Auf dem Boulevard finde ich also Zustände, in denen
Konventionen, Zeichen und Deutungen je nach Tagesverfassung beliebig umgekupfert und
rekombiniert werden, um den jeweils eigenen Ansichten oder mindestens: Behauptungen den
Anschein von Gewicht zu geben.
Das ist so eine Art
"Auffassungs-Bordell", in dem Effekte gegen Geld und Prestige gewechselt werden.
Da überrascht dann kaum noch, daß auf dem Boulevard gerne verkündet wird, die
"hart arbeitende Bevölkerung" habe ein Recht auf solche "Klarheiten"
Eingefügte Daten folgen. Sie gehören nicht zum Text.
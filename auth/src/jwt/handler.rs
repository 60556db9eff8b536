use jsonwebtoken::decode;
use jsonwebtoken::encode;
use jsonwebtoken::Algorithm;
use jsonwebtoken::DecodingKey;
use jsonwebtoken::EncodingKey;
use jsonwebtoken::Header;
use jsonwebtoken::Validation;
use serde::de::DeserializeOwned;
use serde::Serialize;

use super::errors::JwtError;

/// JWT token handler for encoding and decoding tokens.
///
/// Generic over the claims type so the service defines its own token payload.
/// Uses HS256 (HMAC with SHA-256).
pub struct JwtHandler {
    encoding_key: EncodingKey,
    decoding_key: DecodingKey,
    algorithm: Algorithm,
}

impl JwtHandler {
    /// Create a new JWT handler with a secret key.
    ///
    /// # Arguments
    /// * `secret` - Secret key for signing tokens (should be stored securely)
    ///
    /// # Security Notes
    /// - The secret should be at least 256 bits (32 bytes) for HS256
    /// - Store secrets in environment variables or secure vaults, never in code
    pub fn new(secret: &[u8]) -> Self {
        Self {
            encoding_key: EncodingKey::from_secret(secret),
            decoding_key: DecodingKey::from_secret(secret),
            algorithm: Algorithm::HS256,
        }
    }

    /// Encode claims into a signed JWT token.
    ///
    /// # Errors
    /// * `EncodingFailed` - Claims could not be serialized or signed
    pub fn encode<T: Serialize>(&self, claims: &T) -> Result<String, JwtError> {
        let header = Header::new(self.algorithm);

        encode(&header, claims, &self.encoding_key)
            .map_err(|e| JwtError::EncodingFailed(e.to_string()))
    }

    /// Decode and validate a JWT token.
    ///
    /// The signature is checked first, then the payload is decoded into `T`,
    /// then `exp` is compared against the current time with no leeway.
    ///
    /// # Errors
    /// * `InvalidSignature` - Signature does not match the secret
    /// * `InvalidFormat` - Token is not a JWT, or its claims do not fit `T`, or `exp` is missing
    /// * `Expired` - `exp` lies in the past
    pub fn decode<T: DeserializeOwned>(&self, token: &str) -> Result<T, JwtError> {
        let token_data = decode::<T>(token, &self.decoding_key, &self.validation())?;

        Ok(token_data.claims)
    }

    fn validation(&self) -> Validation {
        let mut validation = Validation::new(self.algorithm);
        validation.leeway = 0;
        validation
    }
}

#[cfg(test)]
mod tests {
    use chrono::Utc;
    use serde::Deserialize;

    use super::*;

    #[derive(Debug, Serialize, Deserialize, PartialEq)]
    struct TestClaims {
        sub: String,
        role: String,
        exp: i64,
    }

    #[derive(Debug, Deserialize)]
    #[allow(dead_code)]
    struct OtherClaims {
        email: String,
        exp: i64,
    }

    fn claims_expiring_at(exp: i64) -> TestClaims {
        TestClaims {
            sub: "user123".to_string(),
            role: "ADMIN".to_string(),
            exp,
        }
    }

    fn in_one_hour() -> i64 {
        Utc::now().timestamp() + 3600
    }

    #[test]
    fn test_encode_and_decode() {
        let handler = JwtHandler::new(b"my_secret_key_at_least_32_bytes_long!");
        let claims = claims_expiring_at(in_one_hour());

        let token = handler.encode(&claims).expect("Failed to encode token");
        assert!(!token.is_empty());

        let decoded: TestClaims = handler.decode(&token).expect("Failed to decode token");
        assert_eq!(decoded, claims);
    }

    #[test]
    fn test_decode_garbage_is_invalid_format() {
        let handler = JwtHandler::new(b"my_secret_key_at_least_32_bytes_long!");

        let result = handler.decode::<TestClaims>("invalid.token.here");
        assert!(matches!(result, Err(JwtError::InvalidFormat(_))));

        let result = handler.decode::<TestClaims>("not-a-jwt");
        assert!(matches!(result, Err(JwtError::InvalidFormat(_))));
    }

    #[test]
    fn test_decode_with_wrong_secret() {
        let handler1 = JwtHandler::new(b"secret1_at_least_32_bytes_long_key!");
        let handler2 = JwtHandler::new(b"secret2_at_least_32_bytes_long_key!");

        let token = handler1
            .encode(&claims_expiring_at(in_one_hour()))
            .expect("Failed to encode token");

        let result = handler2.decode::<TestClaims>(&token);
        assert_eq!(result.unwrap_err(), JwtError::InvalidSignature);
    }

    #[test]
    fn test_tampered_signature_fails() {
        let handler = JwtHandler::new(b"my_secret_key_at_least_32_bytes_long!");
        let token = handler
            .encode(&claims_expiring_at(in_one_hour()))
            .expect("Failed to encode token");

        let signature_start = token.rfind('.').unwrap() + 1;
        let signature_len = token.len() - signature_start;

        for offset in 0..signature_len {
            let mut bytes = token.clone().into_bytes();
            let position = signature_start + offset;
            bytes[position] = if bytes[position] == b'A' { b'B' } else { b'A' };
            let tampered = String::from_utf8(bytes).unwrap();

            let result = handler.decode::<TestClaims>(&tampered);
            assert_eq!(
                result.unwrap_err(),
                JwtError::InvalidSignature,
                "signature byte {} flipped",
                offset
            );
        }
    }

    #[test]
    fn test_expired_token_with_valid_signature() {
        let handler = JwtHandler::new(b"my_secret_key_at_least_32_bytes_long!");
        let expired = claims_expiring_at(Utc::now().timestamp() - 60);

        let token = handler.encode(&expired).expect("Failed to encode token");

        let result = handler.decode::<TestClaims>(&token);
        assert_eq!(result.unwrap_err(), JwtError::Expired);
    }

    #[test]
    fn test_missing_exp_is_invalid_format() {
        #[derive(Serialize)]
        struct NoExpiry {
            sub: String,
        }

        let handler = JwtHandler::new(b"my_secret_key_at_least_32_bytes_long!");
        let token = handler
            .encode(&NoExpiry {
                sub: "user123".to_string(),
            })
            .expect("Failed to encode token");

        let result = handler.decode::<TestClaims>(&token);
        assert!(matches!(result, Err(JwtError::InvalidFormat(_))));
    }

    #[test]
    fn test_claims_of_wrong_shape_are_invalid_format() {
        let handler = JwtHandler::new(b"my_secret_key_at_least_32_bytes_long!");
        let token = handler
            .encode(&claims_expiring_at(in_one_hour()))
            .expect("Failed to encode token");

        let result = handler.decode::<OtherClaims>(&token);
        assert!(matches!(result, Err(JwtError::InvalidFormat(_))));
    }
}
und honoriere dies; etwa mit Abonnements und Wahlergebnissen. Vorigen Mittwoch konnte man in "Der Standard" nachlesen, welches Selbstverständnis in diesem
Geschäft den Heilsbringern innewohnt; denn da wird ganz offenbar mit Heilsversprechen
gedealt. Vor allem der Tonfall des Michael Jeannée mit seiner Berufung auf göttliche
Dimensionen zeigt sich darin ganz unmißverständlich.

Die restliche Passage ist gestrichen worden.